間違いなくガルネルシア候は、ノイジーを信用しないだろう。というより先ず、彼は自称妹に話しかけてさえいない。とするなら――ソニアは覚悟を決めてノイジーを促した。彼女の方も、特に異論は無いらしく素直に口を開く。
「髭のアンタ、何か感じ悪いよね。ま、お察しの通りだけど」
無邪気に言い放つとノイジーは、椅子の上に立ち上がってフラフラと不安定に揺れ始める。「アタシは【向こう側】、アンタたちがそう呼ぶ方から来たンだ」
「詰まり君が、僕の察した侵入者かい?」
「アンタが何を見たかによるけど? アンタが何か見られる目を持っているかによる、とも言えるけどね」
「挑発するのは止めて、ノイジー。ミスター・ノーツ、それにガルネルシア候もどうかお聞き下さい。私たちは共通の害獣に、今夜遭遇したのです」
話すしか無いだろう、正直に――但し多少の脚色を振り掛けて。
「……あれは正しく異形でした、異様でした。およそこの世界のあらゆる生物に似たところの無い、見るからに異物でした。私はそれを見て目が離せなくなり、そして死を覚悟しました。視られる、そう意識しただけで私の脳は殺されかけていました」
「勿論そうなってたってば、アタシが居なかったらね!」
「詰まりそういうことです。ノイジーは――彼女の父親の故郷に関心を寄せてこちらに来ようとしていました、恐らく持てる全ての忍耐力を掻き集めて、扉の開放を待っていたのでしょう。そしてようやく機会が来たと思ったら、順番を抜かされたのです」
「その娘とは無関係に何か、厄介なモノが来ていると?」
「とんでもなく厄介なモノ、だよ。アイツはアタシやアンタたちみたいに決まった形を持ってないからね、そういうのに憧れる。欲しくなったものを我慢するのが得意じゃあ無いと思うよ、アタシと違ってね」
異論はあったが、一先ずソニアたちは黙ることにした。ノイジーの我慢強さをそれほど信頼していないのだ、誰もが。
「……質問は二つある、ミス・ミザレット」
「誰への質問なわけ?」
「一つ、そいつをお前の妹は撃退できるか?」
「……おそらくは、ですけれど」
ソニアは助けられた時の光景を思い起こした――あの爪が妹のものだったとしたら間違いなく、彼女はあの霧よりも上位にいる。「ノイジーは既に一度、霧を撃退していますから」
「ではもう一つの質問だが――ミス・ミザレット、いや、ソニア。お前は妹を操作できるかね?」
「できません」
ノイジーが飛びかかるよりもミスター・ノーツが茶化すよりも何よりも早く、ソニアは自分の理性さえ置き去りにしてそう、宣言していた。
「……ほう?」
ガルネルシア候は冷ややかにソニアを見詰める。「出来ない? 貴族としてあるまじき選択では無いかね?」
「いいえ、いえ、そうかもしれませんが――少なくともソニア・ミザレットらしくはありますわ、ガルネルシア候。私は、ソニア・ミザレットは、妹を名乗る者を無下には致しません。ましてや道具扱いなど! それこそ貴族らしからぬ無様な振るまいです」
「儂の心証に良くない結果をもたらすとは思わぬか?」
「それに関しては、ガルネルシア候。貴方自身が教えて下さいましたわ」
ソニアはにっこりと微笑むと、素早く立ち上がった。「『貴族たるもの常に我が道を行くべし』……詰まりはそういうことでしょう?」
敵は倒せば良い。倒れなければ正しいのは自分になるのだから。自分に悪印象を持つ相手の顔色なんて窺っていても、無駄だわ。

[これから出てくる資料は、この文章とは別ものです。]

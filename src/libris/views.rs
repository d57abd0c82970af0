//! Derived, read-only views joined across collections.
//!
//! Nothing here is persisted. A reference to a missing record renders with
//! one of the `UNKNOWN_*` labels instead of failing.

use crate::model::{Author, Book, Id, InventoryItem, Store};
use serde::Serialize;
use std::collections::{HashMap, HashSet};

pub const UNKNOWN_AUTHOR: &str = "Unknown Author";
pub const UNKNOWN_STORE: &str = "Unknown Store";
pub const UNKNOWN_BOOK: &str = "Unknown Book";

#[derive(Debug, Clone, PartialEq, Serialize)]
pub struct StoreOffer {
    pub name: String,
    pub price: f64,
}

#[derive(Debug, Clone, PartialEq, Serialize)]
pub struct BookListing {
    pub id: Id,
    pub title: String,
    pub author: String,
    pub page_count: u32,
    pub stores: Vec<StoreOffer>,
}

#[derive(Debug, Clone, PartialEq, Serialize)]
pub struct StoreSummary {
    pub store: Store,
    pub full_address: String,
    pub item_count: usize,
    /// Mean price of the store's items; `0.0` when it carries nothing.
    pub average_price: f64,
}

#[derive(Debug, Clone, PartialEq, Serialize)]
pub struct AuthorSummary {
    pub author: Author,
    pub full_name: String,
    pub book_count: usize,
}

#[derive(Debug, Clone, PartialEq, Serialize)]
pub struct InventoryLine {
    pub id: Id,
    pub book_id: Id,
    pub book_name: String,
    pub page_count: Option<u32>,
    pub author_id: Option<Id>,
    pub author_name: String,
    pub price: f64,
}

/// One author's part of a store's shelf. `author_id` is `None` for items
/// whose book is gone.
#[derive(Debug, Clone, PartialEq, Serialize)]
pub struct AuthorShelf {
    pub author_id: Option<Id>,
    pub author_name: String,
    pub books: Vec<InventoryLine>,
}

fn author_names(authors: &[Author]) -> HashMap<Id, String> {
    authors.iter().map(|a| (a.id, a.full_name())).collect()
}

fn author_name(names: &HashMap<Id, String>, id: Id) -> String {
    names
        .get(&id)
        .cloned()
        .unwrap_or_else(|| UNKNOWN_AUTHOR.to_string())
}

pub fn books_with_stores(
    books: &[Book],
    authors: &[Author],
    stores: &[Store],
    inventory: &[InventoryItem],
) -> Vec<BookListing> {
    let names = author_names(authors);
    let store_names: HashMap<Id, &str> = stores.iter().map(|s| (s.id, s.name.as_str())).collect();

    books
        .iter()
        .map(|book| BookListing {
            id: book.id,
            title: book.name.clone(),
            author: author_name(&names, book.author_id),
            page_count: book.page_count,
            stores: inventory
                .iter()
                .filter(|item| item.book_id == book.id)
                .map(|item| StoreOffer {
                    name: store_names
                        .get(&item.store_id)
                        .copied()
                        .unwrap_or(UNKNOWN_STORE)
                        .to_string(),
                    price: item.price,
                })
                .collect(),
        })
        .collect()
}

pub fn stores_with_metrics(stores: &[Store], inventory: &[InventoryItem]) -> Vec<StoreSummary> {
    stores
        .iter()
        .map(|store| {
            let prices: Vec<f64> = inventory
                .iter()
                .filter(|item| item.store_id == store.id)
                .map(|item| item.price)
                .collect();
            let average_price = if prices.is_empty() {
                0.0
            } else {
                prices.iter().sum::<f64>() / prices.len() as f64
            };
            StoreSummary {
                full_address: store.full_address(),
                item_count: prices.len(),
                average_price,
                store: store.clone(),
            }
        })
        .collect()
}

pub fn authors_with_book_counts(authors: &[Author], books: &[Book]) -> Vec<AuthorSummary> {
    authors
        .iter()
        .map(|author| AuthorSummary {
            full_name: author.full_name(),
            book_count: books.iter().filter(|b| b.author_id == author.id).count(),
            author: author.clone(),
        })
        .collect()
}

/// The items one store carries, with book and author resolved.
pub fn store_inventory(
    store_id: Id,
    inventory: &[InventoryItem],
    books: &[Book],
    authors: &[Author],
) -> Vec<InventoryLine> {
    let names = author_names(authors);
    let books_by_id: HashMap<Id, &Book> = books.iter().map(|b| (b.id, b)).collect();

    inventory
        .iter()
        .filter(|item| item.store_id == store_id)
        .map(|item| {
            let book = books_by_id.get(&item.book_id);
            InventoryLine {
                id: item.id,
                book_id: item.book_id,
                book_name: book
                    .map(|b| b.name.clone())
                    .unwrap_or_else(|| UNKNOWN_BOOK.to_string()),
                page_count: book.map(|b| b.page_count),
                author_id: book.map(|b| b.author_id),
                author_name: book
                    .map(|b| author_name(&names, b.author_id))
                    .unwrap_or_else(|| UNKNOWN_AUTHOR.to_string()),
                price: item.price,
            }
        })
        .collect()
}

/// Inventory lines grouped by author, groups in first-seen order.
pub fn store_inventory_by_author<'a>(
    lines: impl IntoIterator<Item = &'a InventoryLine>,
) -> Vec<AuthorShelf> {
    let mut shelves: Vec<AuthorShelf> = Vec::new();
    for line in lines {
        match shelves.iter_mut().find(|s| s.author_id == line.author_id) {
            Some(shelf) => shelf.books.push(line.clone()),
            None => shelves.push(AuthorShelf {
                author_id: line.author_id,
                author_name: match line.author_id {
                    Some(_) => line.author_name.clone(),
                    None => UNKNOWN_AUTHOR.to_string(),
                },
                books: vec![line.clone()],
            }),
        }
    }
    shelves
}

/// Books the store does not carry yet, in catalog order.
pub fn available_books(store_id: Id, books: &[Book], inventory: &[InventoryItem]) -> Vec<Book> {
    let carried: HashSet<Id> = inventory
        .iter()
        .filter(|item| item.store_id == store_id)
        .map(|item| item.book_id)
        .collect();
    books
        .iter()
        .filter(|b| !carried.contains(&b.id))
        .cloned()
        .collect()
}

fn contains_ci(haystack: &str, needle: &str) -> bool {
    haystack.to_lowercase().contains(&needle.to_lowercase())
}

/// Matches title or author name.
pub fn search_books<'a>(listings: &'a [BookListing], query: &str) -> Vec<&'a BookListing> {
    listings
        .iter()
        .filter(|l| contains_ci(&l.title, query) || contains_ci(&l.author, query))
        .collect()
}

pub fn search_authors<'a>(authors: &'a [AuthorSummary], query: &str) -> Vec<&'a AuthorSummary> {
    authors
        .iter()
        .filter(|a| contains_ci(&a.full_name, query))
        .collect()
}

/// Matches store name or any part of the address.
pub fn search_stores<'a>(stores: &'a [StoreSummary], query: &str) -> Vec<&'a StoreSummary> {
    stores
        .iter()
        .filter(|s| contains_ci(&s.store.name, query) || contains_ci(&s.full_address, query))
        .collect()
}

/// Matches book or author name.
pub fn search_inventory<'a>(lines: &'a [InventoryLine], query: &str) -> Vec<&'a InventoryLine> {
    lines
        .iter()
        .filter(|l| contains_ci(&l.book_name, query) || contains_ci(&l.author_name, query))
        .collect()
}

「ミザレットの務めを見事果たしてご覧に入れます、ガルネルシア候。ミスター・ノーツ。どうぞお楽しみに」
失礼します。
立ち上がり慇懃に礼をして、ソニアは部屋を出る。ノイジーでさえ慌てるような鮮やかで、衝動的な態度だった。
背後でミスター・ノーツが何事か言っていたし、ガルネルシア候はきっと怒っているだろうけれどそんなこと、ソニアは今まるで気にしていなかった。
認めざるを得ない――自分の中には確かに、ノイジーを妹だと思う気持ちがある。
妹を『使う』? そんなことを言われて黙っているなんて、いや、黙っているだろうと思われているだけで不愉快だった。
見せてやる、見せつけてやるとも。
ソニア・ミザレット、私がミザレットに相応しいと――
「…………」
去って行くソニアの背中を、ガルネルシア候は無言で見詰めていた――。